→ EXERCISE INSTRUCTIONS
When you copy the material, keep each line exactly as it appears.

→ GIVEN ENTRIES
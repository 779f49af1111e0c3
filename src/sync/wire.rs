//! Sync wire messages: the logical payloads exchanged over an authenticated
//! frame, plus the binary delta header used for `DELTA_DATA`/`FILE_DATA`.

use crate::error::CoreError;
use crate::sync::vclock::VectorClock;
use crate::types::{MAX_PAYLOAD_SIZE, MAX_TOTAL_CHUNKS};
use serde::{Deserialize, Serialize};

#[derive(Debug, Clone, Serialize, Deserialize)]
pub enum SyncMessage {
    UpdateAvailable {
        rel_path: String,
        hash: String,
        size: u64,
        vclock: Option<VectorClock>,
    },
    RequestDelta {
        rel_path: String,
        signature: crate::sync::delta::Signature,
    },
    DeltaData {
        rel_path: String,
        total_chunks: u32,
        chunk_index: u32,
        delta_bytes: Vec<u8>,
    },
    RequestFile {
        rel_path: String,
    },
    FileData {
        rel_path: String,
        total_chunks: u32,
        chunk_index: u32,
        bytes: Vec<u8>,
    },
    DeleteFile {
        rel_path: String,
        vclock: Option<VectorClock>,
    },
}

impl SyncMessage {
    pub fn type_tag(&self) -> u8 {
        match self {
            SyncMessage::UpdateAvailable { .. } => 1,
            SyncMessage::RequestDelta { .. } => 2,
            SyncMessage::DeltaData { .. } => 3,
            SyncMessage::RequestFile { .. } => 4,
            SyncMessage::FileData { .. } => 5,
            SyncMessage::DeleteFile { .. } => 6,
        }
    }

    pub fn rel_path(&self) -> &str {
        match self {
            SyncMessage::UpdateAvailable { rel_path, .. }
            | SyncMessage::RequestDelta { rel_path, .. }
            | SyncMessage::DeltaData { rel_path, .. }
            | SyncMessage::RequestFile { rel_path }
            | SyncMessage::FileData { rel_path, .. }
            | SyncMessage::DeleteFile { rel_path, .. } => rel_path,
        }
    }

    pub fn encode(&self) -> Result<Vec<u8>, CoreError> {
        let mut out = vec![self.type_tag()];
        let body = postcard::to_allocvec(self).map_err(|e| crate::error::internal(e.to_string()))?;
        out.extend_from_slice(&body);
        Ok(out)
    }

    pub fn decode(bytes: &[u8]) -> Result<Self, CoreError> {
        if bytes.is_empty() {
            return Err(crate::error::internal("empty message"));
        }
        postcard::from_bytes(&bytes[1..]).map_err(|e| crate::error::internal(e.to_string()))
    }
}

/// The binary header layout for `DELTA_DATA`/`FILE_DATA` chunk framing:
/// `type:u8 | payload_size:u32 | chunk_index:u32 | total_chunks:u32`.
#[derive(Debug, Clone, Copy)]
pub struct ChunkHeader {
    pub type_tag: u8,
    pub payload_size: u32,
    pub chunk_index: u32,
    pub total_chunks: u32,
}

impl ChunkHeader {
    pub const ENCODED_LEN: usize = 1 + 4 + 4 + 4;

    pub fn encode(&self) -> [u8; Self::ENCODED_LEN] {
        let mut out = [0u8; Self::ENCODED_LEN];
        out[0] = self.type_tag;
        out[1..5].copy_from_slice(&self.payload_size.to_le_bytes());
        out[5..9].copy_from_slice(&self.chunk_index.to_le_bytes());
        out[9..13].copy_from_slice(&self.total_chunks.to_le_bytes());
        out
    }

    /// Parses and enforces the wire sanity bounds: `payload_size` within
    /// the global cap, `total_chunks` within the global cap, and
    /// `chunk_index < total_chunks`.
    pub fn decode(bytes: &[u8]) -> Result<Self, CoreError> {
        if bytes.len() < Self::ENCODED_LEN {
            return Err(crate::error::internal("chunk header too short"));
        }
        let type_tag = bytes[0];
        let payload_size = u32::from_le_bytes(bytes[1..5].try_into().unwrap());
        let chunk_index = u32::from_le_bytes(bytes[5..9].try_into().unwrap());
        let total_chunks = u32::from_le_bytes(bytes[9..13].try_into().unwrap());

        if payload_size > MAX_PAYLOAD_SIZE {
            return Err(crate::error::internal(format!("payload_size {payload_size} exceeds cap")));
        }
        if total_chunks > MAX_TOTAL_CHUNKS {
            return Err(crate::error::internal(format!("total_chunks {total_chunks} exceeds cap")));
        }
        if chunk_index >= total_chunks {
            return Err(crate::error::internal(format!(
                "chunk_index {chunk_index} out of range for total_chunks {total_chunks}"
            )));
        }

        Ok(Self { type_tag, payload_size, chunk_index, total_chunks })
    }
}

#[cfg(test)]
mod tests {
    use super::*;

    #[test]
    fn message_roundtrip() {
        let msg = SyncMessage::UpdateAvailable {
            rel_path: "foo.txt".to_string(),
            hash: "deadbeef".to_string(),
            size: 5,
            vclock: None,
        };
        let bytes = msg.encode().unwrap();
        let back = SyncMessage::decode(&bytes).unwrap();
        assert_eq!(back.rel_path(), "foo.txt");
    }

    #[test]
    fn chunk_header_roundtrip() {
        let header = ChunkHeader { type_tag: 3, payload_size: 1024, chunk_index: 1, total_chunks: 4 };
        let bytes = header.encode();
        let parsed = ChunkHeader::decode(&bytes).unwrap();
        assert_eq!(parsed.chunk_index, 1);
        assert_eq!(parsed.total_chunks, 4);
    }

    #[test]
    fn chunk_header_rejects_oversized_payload() {
        let header = ChunkHeader { type_tag: 3, payload_size: MAX_PAYLOAD_SIZE + 1, chunk_index: 0, total_chunks: 1 };
        assert!(ChunkHeader::decode(&header.encode()).is_err());
    }

    #[test]
    fn chunk_header_rejects_index_out_of_range() {
        let header = ChunkHeader { type_tag: 3, payload_size: 10, chunk_index: 4, total_chunks: 4 };
        assert!(ChunkHeader::decode(&header.encode()).is_err());
    }
}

→ RESULT OF THIS TASK
repository 779f49af1111e0c3
filename src/sync/wire.rs
//! Sync wire messages: the logical payloads exchanged over an authenticated
//! frame, plus the binary delta header used for `DELTA_DATA`/`FILE_DATA`.

use crate::error::CoreError;
use crate::sync::vclock::VectorClock;
use crate::types::{MAX_PAYLOAD_SIZE, MAX_TOTAL_CHUNKS};
use serde::{Deserialize, Serialize};

#[derive(Debug, Clone, Serialize, Deserialize)]
pub enum SyncMessage {
    UpdateAvailable {
        rel_path: String,
        hash: String,
        size: u64,
        vclock: Option<VectorClock>,
    },
    RequestDelta {
        rel_path: String,
        signature: crate::sync::delta::Signature,
    },
    DeltaData {
        rel_path: String,
        total_chunks: u32,
        chunk_index: u32,
        delta_bytes: Vec<u8>,
    },
    RequestFile {
        rel_path: String,
    },
    FileData {
        rel_path: String,
        total_chunks: u32,
        chunk_index: u32,
        bytes: Vec<u8>,
    },
    DeleteFile {
        rel_path: String,
        vclock: Option<VectorClock>,
    },
}

impl SyncMessage {
    pub fn type_tag(&self) -> u8 {
        match self {
            SyncMessage::UpdateAvailable { .. } => 1,
            SyncMessage::RequestDelta { .. } => 2,
            SyncMessage::DeltaData { .. } => 3,
            SyncMessage::RequestFile { .. } => 4,
            SyncMessage::FileData { .. } => 5,
            SyncMessage::DeleteFile { .. } => 6,
        }
    }

    pub fn rel_path(&self) -> &str {
        match self {
            SyncMessage::UpdateAvailable { rel_path, .. }
            | SyncMessage::RequestDelta { rel_path, .. }
            | SyncMessage::DeltaData { rel_path, .. }
            | SyncMessage::RequestFile { rel_path }
            | SyncMessage::FileData { rel_path, .. }
            | SyncMessage::DeleteFile { rel_path, .. } => rel_path,
        }
    }

    pub fn encode(&self) -> Result<Vec<u8>, CoreError> {
        let mut out = vec![self.type_tag()];
        let body = postcard::to_allocvec(self).map_err(|e| crate::error::internal(e.to_string()))?;
        out.extend_from_slice(&body);
        Ok(out)
    }

    pub fn decode(bytes: &[u8]) -> Result<Self, CoreError> {
        if bytes.is_empty() {
            return Err(crate::error::internal("empty message"));
        }
        postcard::from_bytes(&bytes[1..]).map_err(|e| crate::error::internal(e.to_string()))
    }
}

/// The binary header layout for `DELTA_DATA`/`FILE_DATA` chunk framing:
/// `type:u8 | payload_size:u32 | chunk_index:u32 | total_chunks:u32`.
#[derive(Debug, Clone, Copy)]
pub struct ChunkHeader {
    pub type_tag: u8,
    pub payload_size: u32,
    pub chunk_index: u32,
    pub total_chunks: u32,
}

impl ChunkHeader {
    pub const ENCODED_LEN: usize = 1 + 4 + 4 + 4;

    pub fn encode(&self) -> [u8; Self::ENCODED_LEN] {
        let mut out = [0u8; Self::ENCODED_LEN];
        out[0] = self.type_tag;
        out[1..5].copy_from_slice(&self.payload_size.to_le_bytes());
        out[5..9].copy_from_slice(&self.chunk_index.to_le_bytes());
        out[9..13].copy_from_slice(&self.total_chunks.to_le_bytes());
        out
    }

    /// Parses and enforces the wire sanity bounds: `payload_size` within
    /// the global cap, `total_chunks` within the global cap, and
    /// `chunk_index < total_chunks`.
    pub fn decode(bytes: &[u8]) -> Result<Self, CoreError> {
        if bytes.len() < Self::ENCODED_LEN {
            return Err(crate::error::internal("chunk header too short"));
        }
        let type_tag = bytes[0];
        let payload_size = u32::from_le_bytes(bytes[1..5].try_into().unwrap());
        let chunk_index = u32::from_le_bytes(bytes[5..9].try_into().unwrap());
        let total_chunks = u32::from_le_bytes(bytes[9..13].try_into().unwrap());

        if payload_size > MAX_PAYLOAD_SIZE {
            return Err(crate::error::internal(format!("payload_size {payload_size} exceeds cap")));
        }
        if total_chunks > MAX_TOTAL_CHUNKS {
            return Err(crate::error::internal(format!("total_chunks {total_chunks} exceeds cap")));
        }
        if chunk_index >= total_chunks {
            return Err(crate::error::internal(format!(
                "chunk_index {chunk_index} out of range for total_chunks {total_chunks}"
            )));
        }

        Ok(Self { type_tag, payload_size, chunk_index, total_chunks })
    }
}

#[cfg(test)]
mod tests {
    use super::*;

    #[test]
    fn message_roundtrip() {
        let msg = SyncMessage::UpdateAvailable {
            rel_path: "foo.txt".to_string(),
            hash: "deadbeef".to_string(),
            size: 5,
            vclock: None,
        };
        let bytes = msg.encode().unwrap();
        let back = SyncMessage::decode(&bytes).unwrap();
        assert_eq!(back.rel_path(), "foo.txt");
    }

    #[test]
    fn chunk_header_roundtrip() {
        let header = ChunkHeader { type_tag: 3, payload_size: 1024, chunk_index: 1, total_chunks: 4 };
        let bytes = header.encode();
        let parsed = ChunkHeader::decode(&bytes).unwrap();
        assert_eq!(parsed.chunk_index, 1);
        assert_eq!(parsed.total_chunks, 4);
    }

    #[test]
    fn chunk_header_rejects_oversized_payload() {
        let header = ChunkHeader { type_tag: 3, payload_size: MAX_PAYLOAD_SIZE + 1, chunk_index: 0, total_chunks: 1 };
        assert!(ChunkHeader::decode(&header.encode()).is_err());
    }

    #[test]
    fn chunk_header_rejects_index_out_of_range() {
        let header = ChunkHeader { type_tag: 3, payload_size: 10, chunk_index: 4, total_chunks: 4 };
        assert!(ChunkHeader::decode(&header.encode()).is_err());
    }
}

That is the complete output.